I don't want these toys, I want to go outside, I want to see all kinds of flowers.
"Why didn't Enron get sick?" She had thought many times why she was the only one who couldn't go outside, and why she could go anywhere.
"Because when you are in your mother's womb, An Ran is an older sister, so you have to protect your sister when you absorb nutrients, and Xiao Jin is a younger sister, so it is not as good as her sister to absorb it." Mom touched my head and patiently explained the questions I asked.
Because Enron is a sister, she won't get sick, because I'm a sister, so I have to lie here, and every time I get sick, does it hurt?
"Okay, mom go see An Ran, she's going to kindergarten tomorrow, Xiao Jin have a good rest, and I'll wake you up when you eat." Mom patted me and left, this time I didn't catch her and didn't let her go, and I didn't ask any more questions.
I turned my head and saw the newly bought toy next to the pillow, which my father bought yesterday, because Enron was going to kindergarten, and I heard that the kindergarten was a place where many children played together, and I wanted to go, but when I mentioned it, my mother rejected it just now, just because I was not in good health and couldn't go outside.
Thinking that An Ran could go to kindergarten, play with other children, and go to the garden to pick small flowers, the sullen air came up again, and it was stricter than before.

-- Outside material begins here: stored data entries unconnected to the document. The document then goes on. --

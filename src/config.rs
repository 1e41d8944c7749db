//! Indicator configuration
//!
//! Everything here is fixed at build time. The values are still passed
//! around as a struct so components can be constructed with other
//! palettes or geometry in tests.

use std::path::PathBuf;

use crate::image::Color;
use crate::transport::{Anchor, Layer};

/// Width of every indicator surface and of the shared frame buffer
pub const SURFACE_WIDTH: u32 = 200;

/// Height of every indicator surface and of the shared frame buffer
pub const SURFACE_HEIGHT: u32 = 120;

/// Well-known path of the control socket
pub const SOCKET_PATH: &str = "/tmp/stage.sock";

/// Layer shell namespace announced for the overlay surfaces
pub const NAMESPACE: &str = "ws";

/// Colors used by the indicator
#[derive(Debug, Clone, Copy, PartialEq, Eq)]
pub struct Palette {
    /// The workspace that just became active
    pub foreground: Color,
    /// Surface fill, also used to erase glyphs
    pub background: Color,
    /// The previously active workspace
    pub dim: Color,
}

impl Default for Palette {
    fn default() -> Self {
        Self {
            foreground: Color::rgb(0xff, 0xff, 0xff),
            background: Color::rgb(0x00, 0x00, 0x00),
            dim: Color::rgb(0x55, 0x55, 0x55),
        }
    }
}

/// Pixel position of a glyph slot inside the frame buffer
#[derive(Debug, Clone, Copy, PartialEq, Eq)]
pub struct Slot {
    pub x: u32,
    pub y: u32,
}

/// Complete indicator configuration
#[derive(Debug, Clone)]
pub struct Config {
    /// Surface size in pixels (width, height)
    pub size: (u32, u32),
    /// Path the control socket is bound to
    pub socket_path: PathBuf,
    /// Layer surface namespace
    pub namespace: String,
    /// Layer the surfaces are placed on
    pub layer: Layer,
    /// Edges the surfaces are anchored to
    pub anchor: Anchor,
    /// Indicator colors
    pub palette: Palette,
    /// Where the active workspace is drawn
    pub current_slot: Slot,
    /// Where the dimmed previous workspace is drawn
    pub trailing_slot: Slot,
}

impl Default for Config {
    fn default() -> Self {
        Self {
            size: (SURFACE_WIDTH, SURFACE_HEIGHT),
            socket_path: PathBuf::from(SOCKET_PATH),
            namespace: NAMESPACE.to_string(),
            layer: Layer::Overlay,
            anchor: Anchor::empty(),
            palette: Palette::default(),
            current_slot: Slot { x: 100, y: 0 },
            trailing_slot: Slot { x: 50, y: 0 },
        }
    }
}

#[cfg(test)]
mod tests {
    use super::*;

    #[test]
    fn test_default_geometry() {
        let config = Config::default();
        assert_eq!(config.size, (200, 120));
        assert_eq!(config.socket_path, PathBuf::from("/tmp/stage.sock"));
        assert!(config.trailing_slot.x < config.current_slot.x);
    }

    #[test]
    fn test_default_placement() {
        let config = Config::default();
        assert_eq!(config.layer, Layer::Overlay);
        assert!(config.anchor.is_empty());
    }

    #[test]
    fn test_default_palette() {
        let palette = Palette::default();
        assert_eq!(palette.foreground.to_argb8888(), 0xffff_ffff);
        assert_eq!(palette.background.to_argb8888(), 0xff00_0000);
        assert_eq!(palette.dim.to_argb8888(), 0xff55_5555);
    }
}
//! wsi - workspace switch indicator
//!
//! Connects to the compositor, then redraws the indicator for every
//! workspace change received on the control socket until the socket
//! stops delivering.

use log::info;
use wsi::config::Config;
use wsi::listener::SocketListener;
use wsi::session::Session;
use wsi::transport::WaylandTransport;

fn main() -> anyhow::Result<()> {
    // Initialize logging
    env_logger::Builder::from_env(env_logger::Env::default().default_filter_or("info")).init();

    info!("Starting wsi");
    let config = Config::default();

    let transport = WaylandTransport::connect()?;
    let mut session = Session::start(transport, &config)?;
    let listener = SocketListener::bind(&config.socket_path)?;

    session.run(&listener);

    Ok(())
}
//! Per-output overlay surfaces
//!
//! Surfaces are created lazily, the first time a flush sees an output
//! without one. Every surface shows the same shared buffer.

use log::{debug, error, warn};

use super::registry::OutputRegistry;
use crate::config::Config;
use crate::transport::{Anchor, Layer, SurfaceSpec, Transport};

/// Creates surfaces and pushes the shared buffer to them
#[derive(Debug, Clone)]
pub struct SurfaceManager {
    width: u32,
    height: u32,
    namespace: String,
    layer: Layer,
    anchor: Anchor,
}

impl SurfaceManager {
    /// A manager for floating overlay surfaces of the given size
    pub fn new(width: u32, height: u32, namespace: impl Into<String>) -> Self {
        Self {
            width,
            height,
            namespace: namespace.into(),
            layer: Layer::Overlay,
            anchor: Anchor::empty(),
        }
    }

    pub fn from_config(config: &Config) -> Self {
        Self {
            layer: config.layer,
            anchor: config.anchor,
            ..Self::new(config.size.0, config.size.1, config.namespace.clone())
        }
    }

    fn spec(&self) -> SurfaceSpec<'_> {
        SurfaceSpec {
            width: self.width,
            height: self.height,
            namespace: &self.namespace,
            layer: self.layer,
            anchor: self.anchor,
        }
    }

    /// Give every output without a surface a new one, committed empty
    ///
    /// Returns how many surfaces were created. An output whose surface
    /// could not be created is retried on the next call.
    pub fn ensure_surfaces<T: Transport>(
        &self,
        transport: &mut T,
        outputs: &mut OutputRegistry<T>,
    ) -> usize {
        let mut created = 0;
        for output in outputs.iter_mut().filter(|o| !o.has_surface()) {
            match transport.create_surface(output.handle.as_ref(), self.spec()) {
                Ok(surface) => {
                    transport.commit(&surface);
                    output.surface = Some(surface);
                    created += 1;
                }
                Err(e) => warn!("Failed to create indicator surface: {}", e),
            }
        }
        if created > 0 {
            debug!("Created {} indicator surface(s)", created);
        }
        created
    }

    /// Create missing surfaces, then attach `buffer` to every surface
    ///
    /// Two roundtrips bound the cycle: the first lets configure events be
    /// acknowledged before any content is attached, the second waits for
    /// the compositor to take the frame. Roundtrip failures are logged.
    pub fn flush_all<T: Transport>(
        &self,
        transport: &mut T,
        outputs: &mut OutputRegistry<T>,
        buffer: &T::Buffer,
    ) {
        outputs.absorb(transport);
        self.ensure_surfaces(transport, outputs);

        if let Err(e) = transport.roundtrip() {
            error!("Roundtrip after surface creation failed: {}", e);
        }

        for surface in outputs.iter().filter_map(|o| o.surface()) {
            transport.present(surface, buffer);
        }

        if let Err(e) = transport.roundtrip() {
            error!("Roundtrip after commit failed: {}", e);
        }
    }
}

We are sisters and twins, but why can Enron do whatever he wants, why can I only go anywhere in the room, just because Enron is a sister and I am a younger sister, then I would rather not have a sister, in this way, can I do what I want, can I not get sick.

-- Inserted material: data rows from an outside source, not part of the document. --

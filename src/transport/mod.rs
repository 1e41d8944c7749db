//! Display transport abstraction
//!
//! The session drives the compositor through this trait. The real
//! implementation speaks Wayland via wayland-client; tests use a
//! recording implementation.

pub mod globals;
pub mod layer;
#[cfg(test)]
pub(crate) mod mock;
pub mod wayland;

use crate::error::Result;
use crate::image::FrameBuffer;

pub use globals::{classify_global, GlobalKind, MIN_OUTPUT_VERSION};
pub use layer::{Anchor, Layer};
pub use wayland::WaylandTransport;

/// Which of the required globals have been bound
#[derive(Debug, Clone, Copy, PartialEq, Eq, Default)]
pub struct Capabilities {
    pub shm: bool,
    pub compositor: bool,
    pub layer_shell: bool,
}

/// Parameters for a new indicator surface
#[derive(Debug, Clone, Copy, PartialEq, Eq)]
pub struct SurfaceSpec<'a> {
    pub width: u32,
    pub height: u32,
    pub namespace: &'a str,
    pub layer: Layer,
    /// Empty leaves the surface floating where the compositor centers it
    pub anchor: Anchor,
}

/// Message-passing substrate between the indicator and the compositor
pub trait Transport {
    /// Handle to a display output
    type Output;
    /// A surface together with its layer-surface role object
    type Surface;
    /// Handle to the shared pixel buffer
    type Buffer;

    /// Block until the compositor has processed every queued request
    fn roundtrip(&mut self) -> Result<usize>;

    /// Which required globals are bound so far
    fn capabilities(&self) -> Capabilities;

    /// Take the outputs announced since the last call
    fn take_outputs(&mut self) -> Vec<Self::Output>;

    /// Wrap the frame buffer memory in a buffer handle
    fn create_buffer(&mut self, image: &FrameBuffer) -> Result<Self::Buffer>;

    /// Create a layer surface on `output`, or wherever the compositor
    /// chooses when `output` is `None`, placed according to `spec`
    fn create_surface(
        &mut self,
        output: Option<&Self::Output>,
        spec: SurfaceSpec<'_>,
    ) -> Result<Self::Surface>;

    /// Commit without a buffer attached, which asks for the first configure
    fn commit(&mut self, surface: &Self::Surface);

    /// Attach `buffer`, damage the whole surface and commit
    fn present(&mut self, surface: &Self::Surface, buffer: &Self::Buffer);

    fn destroy_surface(&mut self, surface: Self::Surface);

    fn destroy_output(&mut self, output: Self::Output);

    fn destroy_buffer(&mut self, buffer: Self::Buffer);
}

Looking at the toy next to the pillow, my chest became more and more stuffy, and suddenly it became An Ran's smiling face, I didn't think much about it, I fell under the bed hard, and in an instant the toy became Enron's envy when he looked at me, and the stuffiness in his chest was better.

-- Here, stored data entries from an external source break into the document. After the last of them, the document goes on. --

//! Shared pixel buffer and digit drawing
//!
//! The frame buffer lives in a memfd so the same memory can be handed to
//! the compositor through a wl_shm pool. Drawing mutates that memory in
//! place; there is no back buffer.

pub mod glyph;

use std::fs::File;
use std::io;
use std::os::fd::{AsFd, BorrowedFd};

use log::debug;
use memmap2::MmapMut;
use rustix::fs::MemfdFlags;

use crate::error::{IndicatorError, Result};

/// Bytes per ARGB8888 pixel
const BYTES_PER_PIXEL: u32 = 4;

/// A 32-bit ARGB color
#[derive(Debug, Clone, Copy, PartialEq, Eq, Hash)]
pub struct Color(u32);

impl Color {
    /// Opaque color from its channels
    pub const fn rgb(r: u8, g: u8, b: u8) -> Self {
        Self::argb(0xff, r, g, b)
    }

    /// Color from all four channels
    pub const fn argb(a: u8, r: u8, g: u8, b: u8) -> Self {
        Color(((a as u32) << 24) | ((r as u32) << 16) | ((g as u32) << 8) | b as u32)
    }

    /// Create from a packed ARGB8888 value
    pub const fn from_argb8888(value: u32) -> Self {
        Color(value)
    }

    /// Packed ARGB8888 value
    pub const fn to_argb8888(self) -> u32 {
        self.0
    }
}

/// Something digit glyphs can be drawn onto
pub trait Canvas {
    /// Draw `digit` with its slot origin at (`x`, `y`)
    ///
    /// Only the glyph's own pixels are written, so drawing the same digit
    /// again in the background color erases it.
    fn draw(&mut self, color: Color, digit: i32, x: u32, y: u32);
}

/// The single shared ARGB8888 pixel buffer
pub struct FrameBuffer {
    /// memfd backing the pixels
    file: File,
    /// Writable mapping of `file`
    map: MmapMut,
    width: u32,
    height: u32,
    stride: u32,
}

impl FrameBuffer {
    /// Allocate a zeroed buffer of `width` x `height` pixels
    pub fn create(width: u32, height: u32) -> Result<Self> {
        // wl_shm refuses empty pools
        if width == 0 || height == 0 {
            return Err(IndicatorError::FrameBuffer(io::Error::new(
                io::ErrorKind::InvalidInput,
                format!("empty frame buffer {}x{}", width, height),
            )));
        }

        let stride = width * BYTES_PER_PIXEL;
        let size = u64::from(stride) * u64::from(height);

        let fd = rustix::fs::memfd_create("wsi-frame-buffer", MemfdFlags::CLOEXEC)
            .map_err(|e| IndicatorError::FrameBuffer(e.into()))?;
        let file = File::from(fd);
        file.set_len(size).map_err(IndicatorError::FrameBuffer)?;

        // SAFETY: the memfd is private to this process until it is shared
        // with the compositor, which only ever reads from it
        let map = unsafe { MmapMut::map_mut(&file) }.map_err(IndicatorError::FrameBuffer)?;

        debug!("Created {}x{} frame buffer ({} bytes)", width, height, size);

        Ok(Self {
            file,
            map,
            width,
            height,
            stride,
        })
    }

    pub fn width(&self) -> u32 {
        self.width
    }

    pub fn height(&self) -> u32 {
        self.height
    }

    /// Bytes per row
    pub fn stride(&self) -> u32 {
        self.stride
    }

    /// Total size of the pixel data in bytes
    pub fn size_in_bytes(&self) -> usize {
        self.map.len()
    }

    /// Set every pixel to `color`
    pub fn fill(&mut self, color: Color) {
        let bytes = color.to_argb8888().to_le_bytes();
        for pixel in self.map.chunks_exact_mut(BYTES_PER_PIXEL as usize) {
            pixel.copy_from_slice(&bytes);
        }
    }

    /// Read a pixel, `None` when outside the buffer
    pub fn pixel(&self, x: u32, y: u32) -> Option<Color> {
        let offset = self.offset(x, y)?;
        let mut bytes = [0u8; 4];
        bytes.copy_from_slice(&self.map[offset..offset + BYTES_PER_PIXEL as usize]);
        Some(Color::from_argb8888(u32::from_le_bytes(bytes)))
    }

    /// Write a pixel, ignoring coordinates outside the buffer
    pub fn set_pixel(&mut self, x: u32, y: u32, color: Color) {
        if let Some(offset) = self.offset(x, y) {
            self.map[offset..offset + BYTES_PER_PIXEL as usize]
                .copy_from_slice(&color.to_argb8888().to_le_bytes());
        }
    }

    fn offset(&self, x: u32, y: u32) -> Option<usize> {
        if x >= self.width || y >= self.height {
            return None;
        }
        Some((y * self.stride + x * BYTES_PER_PIXEL) as usize)
    }
}

impl Canvas for FrameBuffer {
    fn draw(&mut self, color: Color, digit: i32, x: u32, y: u32) {
        if glyph::bitmap(digit).is_none() {
            debug!("No glyph for {}, nothing drawn", digit);
            return;
        }
        for (px, py) in glyph::pixels(digit) {
            self.set_pixel(x.saturating_add(px), y.saturating_add(py), color);
        }
    }
}

impl AsFd for FrameBuffer {
    fn as_fd(&self) -> BorrowedFd<'_> {
        self.file.as_fd()
    }
}

impl std::fmt::Debug for FrameBuffer {
    fn fmt(&self, f: &mut std::fmt::Formatter<'_>) -> std::fmt::Result {
        f.debug_struct("FrameBuffer")
            .field("width", &self.width)
            .field("height", &self.height)
            .field("stride", &self.stride)
            .finish_non_exhaustive()
    }
}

At this time, I didn't know why, but I knew that when I saw Enron unhappy and sad, I was in a good mood.
And this year, An Ran and I were three years old.
------Off topic------
An Jin's first person is used in the outside of the fan.,So it's a little hard to write.,The outside will be changed from time to time.,Don't keep it.,Refresh it when you remember it.,Next there's the wedding of the two.,The ending of some people.,A small bun.,That's probably it.。